→ **Work instructions**
Find the lines below that contain "MtimeOutput" and tally them. Return only the total.

◆ ◆ ◆ ◆ ◆

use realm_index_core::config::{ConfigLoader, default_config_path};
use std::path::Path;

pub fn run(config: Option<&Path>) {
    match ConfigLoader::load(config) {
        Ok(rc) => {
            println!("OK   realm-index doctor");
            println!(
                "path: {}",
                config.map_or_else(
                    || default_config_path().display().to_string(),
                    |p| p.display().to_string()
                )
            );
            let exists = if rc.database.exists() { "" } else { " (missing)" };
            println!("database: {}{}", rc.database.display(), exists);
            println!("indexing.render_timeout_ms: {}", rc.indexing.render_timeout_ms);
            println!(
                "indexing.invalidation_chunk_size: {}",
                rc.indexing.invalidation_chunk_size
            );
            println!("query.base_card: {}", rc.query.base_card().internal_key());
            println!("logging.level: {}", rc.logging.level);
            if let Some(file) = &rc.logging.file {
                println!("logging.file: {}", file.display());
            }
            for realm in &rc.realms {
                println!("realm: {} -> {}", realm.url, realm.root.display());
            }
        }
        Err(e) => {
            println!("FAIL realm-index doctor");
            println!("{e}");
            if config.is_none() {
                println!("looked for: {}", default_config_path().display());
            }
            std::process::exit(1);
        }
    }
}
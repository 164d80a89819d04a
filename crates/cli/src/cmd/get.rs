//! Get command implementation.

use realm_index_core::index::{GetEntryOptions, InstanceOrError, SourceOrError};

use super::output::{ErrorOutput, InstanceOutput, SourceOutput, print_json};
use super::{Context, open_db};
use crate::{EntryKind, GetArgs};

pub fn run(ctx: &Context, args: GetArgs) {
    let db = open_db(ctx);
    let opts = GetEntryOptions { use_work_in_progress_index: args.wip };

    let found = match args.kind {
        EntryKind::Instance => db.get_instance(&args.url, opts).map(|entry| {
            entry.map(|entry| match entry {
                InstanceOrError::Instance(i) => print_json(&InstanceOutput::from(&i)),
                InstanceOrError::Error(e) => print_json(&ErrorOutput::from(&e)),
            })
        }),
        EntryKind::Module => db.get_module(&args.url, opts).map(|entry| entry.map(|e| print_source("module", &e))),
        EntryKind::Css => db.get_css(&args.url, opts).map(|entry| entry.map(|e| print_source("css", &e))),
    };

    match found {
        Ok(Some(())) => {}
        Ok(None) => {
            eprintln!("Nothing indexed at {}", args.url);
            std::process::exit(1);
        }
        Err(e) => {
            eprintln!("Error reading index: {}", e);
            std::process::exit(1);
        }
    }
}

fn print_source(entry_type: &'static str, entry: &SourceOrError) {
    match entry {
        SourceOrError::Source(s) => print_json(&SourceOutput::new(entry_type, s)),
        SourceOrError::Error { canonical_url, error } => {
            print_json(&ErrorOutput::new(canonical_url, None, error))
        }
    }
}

◆ ◆ ◆ ◆ ◆

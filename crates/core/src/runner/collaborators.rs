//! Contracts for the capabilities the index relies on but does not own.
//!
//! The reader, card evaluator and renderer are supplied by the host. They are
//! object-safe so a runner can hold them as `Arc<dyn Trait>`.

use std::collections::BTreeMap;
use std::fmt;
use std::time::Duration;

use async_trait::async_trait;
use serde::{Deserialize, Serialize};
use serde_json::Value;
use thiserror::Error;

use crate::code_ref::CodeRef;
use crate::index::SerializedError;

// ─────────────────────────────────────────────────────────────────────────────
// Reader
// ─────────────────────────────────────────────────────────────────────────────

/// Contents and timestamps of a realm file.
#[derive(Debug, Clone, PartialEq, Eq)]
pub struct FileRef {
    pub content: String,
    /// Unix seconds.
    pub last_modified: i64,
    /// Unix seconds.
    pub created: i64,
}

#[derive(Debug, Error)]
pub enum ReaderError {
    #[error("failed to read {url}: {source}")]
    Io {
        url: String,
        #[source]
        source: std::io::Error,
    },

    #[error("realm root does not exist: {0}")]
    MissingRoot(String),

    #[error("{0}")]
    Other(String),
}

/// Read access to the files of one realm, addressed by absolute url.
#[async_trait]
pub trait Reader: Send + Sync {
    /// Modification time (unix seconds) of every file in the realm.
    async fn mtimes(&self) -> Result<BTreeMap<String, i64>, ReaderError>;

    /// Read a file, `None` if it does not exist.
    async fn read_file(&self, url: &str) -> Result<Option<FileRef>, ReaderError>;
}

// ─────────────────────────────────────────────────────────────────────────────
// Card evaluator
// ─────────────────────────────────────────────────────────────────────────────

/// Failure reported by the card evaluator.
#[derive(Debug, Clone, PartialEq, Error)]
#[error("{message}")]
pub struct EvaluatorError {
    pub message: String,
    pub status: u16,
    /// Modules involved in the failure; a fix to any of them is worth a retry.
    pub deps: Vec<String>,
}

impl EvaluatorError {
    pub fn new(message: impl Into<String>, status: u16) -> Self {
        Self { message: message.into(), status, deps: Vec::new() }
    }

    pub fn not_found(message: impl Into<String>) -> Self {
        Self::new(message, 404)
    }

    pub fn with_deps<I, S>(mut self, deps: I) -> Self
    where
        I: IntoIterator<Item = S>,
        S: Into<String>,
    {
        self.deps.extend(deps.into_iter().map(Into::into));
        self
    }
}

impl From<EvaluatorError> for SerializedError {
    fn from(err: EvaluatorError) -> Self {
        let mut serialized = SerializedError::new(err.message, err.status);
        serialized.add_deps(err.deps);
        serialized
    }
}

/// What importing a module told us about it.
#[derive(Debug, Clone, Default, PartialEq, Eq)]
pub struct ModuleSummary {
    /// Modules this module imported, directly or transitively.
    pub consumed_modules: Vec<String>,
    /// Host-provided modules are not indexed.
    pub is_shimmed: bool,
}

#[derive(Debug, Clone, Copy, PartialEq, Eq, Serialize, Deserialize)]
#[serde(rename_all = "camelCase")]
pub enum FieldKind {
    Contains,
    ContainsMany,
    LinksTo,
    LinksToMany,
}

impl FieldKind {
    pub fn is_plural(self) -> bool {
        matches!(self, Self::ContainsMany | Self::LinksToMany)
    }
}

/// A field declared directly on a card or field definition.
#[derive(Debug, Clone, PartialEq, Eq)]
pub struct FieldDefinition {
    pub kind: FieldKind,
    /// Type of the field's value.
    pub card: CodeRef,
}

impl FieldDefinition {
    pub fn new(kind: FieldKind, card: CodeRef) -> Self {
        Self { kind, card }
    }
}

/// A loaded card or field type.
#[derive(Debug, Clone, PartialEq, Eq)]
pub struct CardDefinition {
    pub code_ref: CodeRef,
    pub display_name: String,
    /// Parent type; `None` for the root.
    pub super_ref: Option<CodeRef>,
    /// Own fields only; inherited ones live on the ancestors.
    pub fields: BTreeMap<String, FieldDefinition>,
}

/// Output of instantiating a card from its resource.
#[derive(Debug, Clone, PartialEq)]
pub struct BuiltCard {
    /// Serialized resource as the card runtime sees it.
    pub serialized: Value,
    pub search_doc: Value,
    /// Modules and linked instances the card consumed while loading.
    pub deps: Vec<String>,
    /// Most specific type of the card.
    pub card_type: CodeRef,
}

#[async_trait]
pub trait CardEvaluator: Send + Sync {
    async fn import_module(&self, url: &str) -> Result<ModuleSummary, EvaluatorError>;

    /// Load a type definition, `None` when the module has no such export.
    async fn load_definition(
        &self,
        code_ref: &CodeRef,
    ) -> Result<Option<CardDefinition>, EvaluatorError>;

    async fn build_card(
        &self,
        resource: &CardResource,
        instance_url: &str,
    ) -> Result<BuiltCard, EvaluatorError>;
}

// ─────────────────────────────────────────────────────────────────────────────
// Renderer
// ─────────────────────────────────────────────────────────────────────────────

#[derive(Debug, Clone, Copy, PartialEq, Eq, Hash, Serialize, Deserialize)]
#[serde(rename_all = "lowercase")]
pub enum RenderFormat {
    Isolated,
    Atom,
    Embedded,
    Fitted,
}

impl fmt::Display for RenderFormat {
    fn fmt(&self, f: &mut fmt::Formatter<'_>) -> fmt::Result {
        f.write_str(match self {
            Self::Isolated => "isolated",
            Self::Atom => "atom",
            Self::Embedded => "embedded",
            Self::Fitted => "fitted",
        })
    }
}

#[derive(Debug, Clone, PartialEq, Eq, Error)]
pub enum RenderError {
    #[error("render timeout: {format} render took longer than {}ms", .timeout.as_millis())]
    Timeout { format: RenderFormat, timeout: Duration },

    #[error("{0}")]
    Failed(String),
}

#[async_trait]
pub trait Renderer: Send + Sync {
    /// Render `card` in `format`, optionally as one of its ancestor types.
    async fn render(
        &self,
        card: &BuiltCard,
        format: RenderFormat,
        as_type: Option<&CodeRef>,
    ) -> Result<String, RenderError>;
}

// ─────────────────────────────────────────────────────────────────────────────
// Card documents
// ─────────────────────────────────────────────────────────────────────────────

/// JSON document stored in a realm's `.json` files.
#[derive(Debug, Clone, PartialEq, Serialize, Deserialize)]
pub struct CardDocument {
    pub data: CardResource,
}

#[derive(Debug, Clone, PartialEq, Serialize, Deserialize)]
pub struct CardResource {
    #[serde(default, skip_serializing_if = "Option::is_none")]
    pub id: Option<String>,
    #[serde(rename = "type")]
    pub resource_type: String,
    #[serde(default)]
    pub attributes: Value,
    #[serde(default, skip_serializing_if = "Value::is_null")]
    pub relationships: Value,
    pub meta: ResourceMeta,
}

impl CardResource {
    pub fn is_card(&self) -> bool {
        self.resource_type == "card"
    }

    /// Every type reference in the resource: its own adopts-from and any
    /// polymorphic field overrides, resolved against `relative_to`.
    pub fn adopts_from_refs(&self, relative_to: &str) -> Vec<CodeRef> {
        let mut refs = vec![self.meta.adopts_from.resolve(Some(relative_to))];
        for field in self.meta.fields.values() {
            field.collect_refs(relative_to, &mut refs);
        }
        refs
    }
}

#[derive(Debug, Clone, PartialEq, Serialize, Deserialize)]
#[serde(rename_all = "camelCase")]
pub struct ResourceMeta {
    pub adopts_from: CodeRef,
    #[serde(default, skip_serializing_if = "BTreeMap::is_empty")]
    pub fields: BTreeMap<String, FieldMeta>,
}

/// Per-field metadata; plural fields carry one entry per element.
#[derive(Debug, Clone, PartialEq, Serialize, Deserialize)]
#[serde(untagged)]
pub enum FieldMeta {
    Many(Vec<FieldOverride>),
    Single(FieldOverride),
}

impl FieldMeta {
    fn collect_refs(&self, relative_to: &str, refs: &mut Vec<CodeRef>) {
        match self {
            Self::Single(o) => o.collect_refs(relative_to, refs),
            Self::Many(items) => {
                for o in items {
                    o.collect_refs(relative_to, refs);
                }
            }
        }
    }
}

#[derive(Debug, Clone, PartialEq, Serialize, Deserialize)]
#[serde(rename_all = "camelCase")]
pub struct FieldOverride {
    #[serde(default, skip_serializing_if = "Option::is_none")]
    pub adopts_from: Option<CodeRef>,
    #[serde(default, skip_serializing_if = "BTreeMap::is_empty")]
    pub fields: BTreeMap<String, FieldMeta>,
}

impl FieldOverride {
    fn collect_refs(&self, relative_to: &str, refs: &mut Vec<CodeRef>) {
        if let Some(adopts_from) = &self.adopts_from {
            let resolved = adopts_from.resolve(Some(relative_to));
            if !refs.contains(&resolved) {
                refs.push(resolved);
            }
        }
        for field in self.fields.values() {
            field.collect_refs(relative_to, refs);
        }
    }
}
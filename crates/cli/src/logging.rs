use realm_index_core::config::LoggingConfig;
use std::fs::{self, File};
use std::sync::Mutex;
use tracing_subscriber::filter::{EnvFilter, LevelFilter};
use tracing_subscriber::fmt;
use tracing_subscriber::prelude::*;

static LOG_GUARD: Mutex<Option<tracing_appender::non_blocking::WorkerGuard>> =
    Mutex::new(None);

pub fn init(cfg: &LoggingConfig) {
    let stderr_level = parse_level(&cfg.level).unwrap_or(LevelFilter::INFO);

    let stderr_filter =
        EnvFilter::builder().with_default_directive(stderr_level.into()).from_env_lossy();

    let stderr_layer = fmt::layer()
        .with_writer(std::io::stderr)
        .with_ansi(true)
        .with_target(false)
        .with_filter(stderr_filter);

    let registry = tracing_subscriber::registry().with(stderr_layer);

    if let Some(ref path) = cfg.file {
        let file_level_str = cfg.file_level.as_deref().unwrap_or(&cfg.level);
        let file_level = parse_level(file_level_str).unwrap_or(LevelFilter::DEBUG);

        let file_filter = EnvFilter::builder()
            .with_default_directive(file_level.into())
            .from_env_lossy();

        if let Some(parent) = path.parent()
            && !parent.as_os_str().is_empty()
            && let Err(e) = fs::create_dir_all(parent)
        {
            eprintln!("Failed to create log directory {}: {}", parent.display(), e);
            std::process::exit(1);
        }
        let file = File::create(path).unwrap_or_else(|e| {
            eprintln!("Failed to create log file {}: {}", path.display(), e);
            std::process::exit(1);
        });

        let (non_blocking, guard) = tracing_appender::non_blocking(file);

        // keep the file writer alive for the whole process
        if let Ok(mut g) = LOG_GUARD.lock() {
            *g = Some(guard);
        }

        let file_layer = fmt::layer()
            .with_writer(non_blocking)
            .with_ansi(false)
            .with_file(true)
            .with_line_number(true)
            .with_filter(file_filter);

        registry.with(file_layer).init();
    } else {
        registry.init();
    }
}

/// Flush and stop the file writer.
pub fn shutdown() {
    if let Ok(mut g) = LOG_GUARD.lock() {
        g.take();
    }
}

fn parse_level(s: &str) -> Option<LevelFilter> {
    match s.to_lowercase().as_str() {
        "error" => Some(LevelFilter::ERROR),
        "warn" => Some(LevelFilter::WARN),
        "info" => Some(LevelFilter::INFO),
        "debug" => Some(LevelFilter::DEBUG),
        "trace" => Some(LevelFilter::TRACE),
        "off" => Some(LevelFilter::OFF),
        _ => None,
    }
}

◆ ◆ ◆ ◆ ◆

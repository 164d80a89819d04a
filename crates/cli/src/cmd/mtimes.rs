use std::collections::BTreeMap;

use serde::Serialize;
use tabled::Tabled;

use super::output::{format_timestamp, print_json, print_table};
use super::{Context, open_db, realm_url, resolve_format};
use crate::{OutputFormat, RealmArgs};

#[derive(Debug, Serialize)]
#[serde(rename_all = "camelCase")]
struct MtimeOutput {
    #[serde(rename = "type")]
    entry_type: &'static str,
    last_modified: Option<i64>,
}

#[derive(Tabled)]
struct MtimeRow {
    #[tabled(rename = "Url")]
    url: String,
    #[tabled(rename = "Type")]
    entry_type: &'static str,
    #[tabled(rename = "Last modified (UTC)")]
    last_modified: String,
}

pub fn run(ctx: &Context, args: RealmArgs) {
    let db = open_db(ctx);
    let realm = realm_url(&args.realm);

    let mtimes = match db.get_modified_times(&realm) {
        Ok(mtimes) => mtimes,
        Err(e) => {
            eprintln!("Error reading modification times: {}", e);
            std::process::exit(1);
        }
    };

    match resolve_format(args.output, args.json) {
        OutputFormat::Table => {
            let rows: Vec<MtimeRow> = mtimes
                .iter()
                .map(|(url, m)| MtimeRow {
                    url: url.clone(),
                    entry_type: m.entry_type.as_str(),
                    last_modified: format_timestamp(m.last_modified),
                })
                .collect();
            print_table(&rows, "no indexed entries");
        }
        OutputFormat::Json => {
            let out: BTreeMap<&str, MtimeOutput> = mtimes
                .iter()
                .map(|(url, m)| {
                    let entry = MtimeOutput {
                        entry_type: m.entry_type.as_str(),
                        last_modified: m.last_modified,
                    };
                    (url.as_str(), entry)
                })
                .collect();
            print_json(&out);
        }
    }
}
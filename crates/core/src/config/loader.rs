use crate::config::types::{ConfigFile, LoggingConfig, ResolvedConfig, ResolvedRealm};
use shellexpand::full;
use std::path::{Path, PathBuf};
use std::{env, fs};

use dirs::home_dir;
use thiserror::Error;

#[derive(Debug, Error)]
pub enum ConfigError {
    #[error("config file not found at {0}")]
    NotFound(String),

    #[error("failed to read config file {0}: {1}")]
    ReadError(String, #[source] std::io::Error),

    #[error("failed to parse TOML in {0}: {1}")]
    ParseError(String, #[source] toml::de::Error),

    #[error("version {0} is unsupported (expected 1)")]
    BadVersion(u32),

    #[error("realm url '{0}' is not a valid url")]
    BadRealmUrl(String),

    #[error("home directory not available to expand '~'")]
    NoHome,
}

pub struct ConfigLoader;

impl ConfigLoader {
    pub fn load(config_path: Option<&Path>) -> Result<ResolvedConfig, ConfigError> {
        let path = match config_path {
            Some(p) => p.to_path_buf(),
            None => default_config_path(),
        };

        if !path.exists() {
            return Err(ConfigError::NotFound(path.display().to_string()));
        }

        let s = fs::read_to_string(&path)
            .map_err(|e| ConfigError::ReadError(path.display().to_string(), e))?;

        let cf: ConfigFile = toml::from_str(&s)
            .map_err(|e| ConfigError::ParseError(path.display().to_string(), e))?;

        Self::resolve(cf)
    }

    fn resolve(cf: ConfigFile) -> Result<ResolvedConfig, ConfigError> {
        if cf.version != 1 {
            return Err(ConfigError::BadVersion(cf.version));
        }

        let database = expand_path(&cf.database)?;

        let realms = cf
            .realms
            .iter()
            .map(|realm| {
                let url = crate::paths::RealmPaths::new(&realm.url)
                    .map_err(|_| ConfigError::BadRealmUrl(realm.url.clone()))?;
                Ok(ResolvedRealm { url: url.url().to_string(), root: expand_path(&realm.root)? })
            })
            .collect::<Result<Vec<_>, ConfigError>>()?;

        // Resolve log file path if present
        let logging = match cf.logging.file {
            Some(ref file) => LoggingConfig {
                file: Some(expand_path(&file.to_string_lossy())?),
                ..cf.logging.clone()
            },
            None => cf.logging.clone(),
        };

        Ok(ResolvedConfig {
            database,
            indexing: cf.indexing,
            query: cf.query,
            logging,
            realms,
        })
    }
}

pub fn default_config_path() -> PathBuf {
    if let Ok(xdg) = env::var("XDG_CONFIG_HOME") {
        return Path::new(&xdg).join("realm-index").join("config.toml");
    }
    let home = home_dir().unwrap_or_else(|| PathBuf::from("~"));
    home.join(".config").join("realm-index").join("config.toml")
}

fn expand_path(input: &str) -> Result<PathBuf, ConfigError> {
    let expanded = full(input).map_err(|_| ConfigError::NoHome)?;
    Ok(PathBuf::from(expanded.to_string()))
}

◆ ◆ ◆ ◆ ◆

→ **Output for this exercise**
3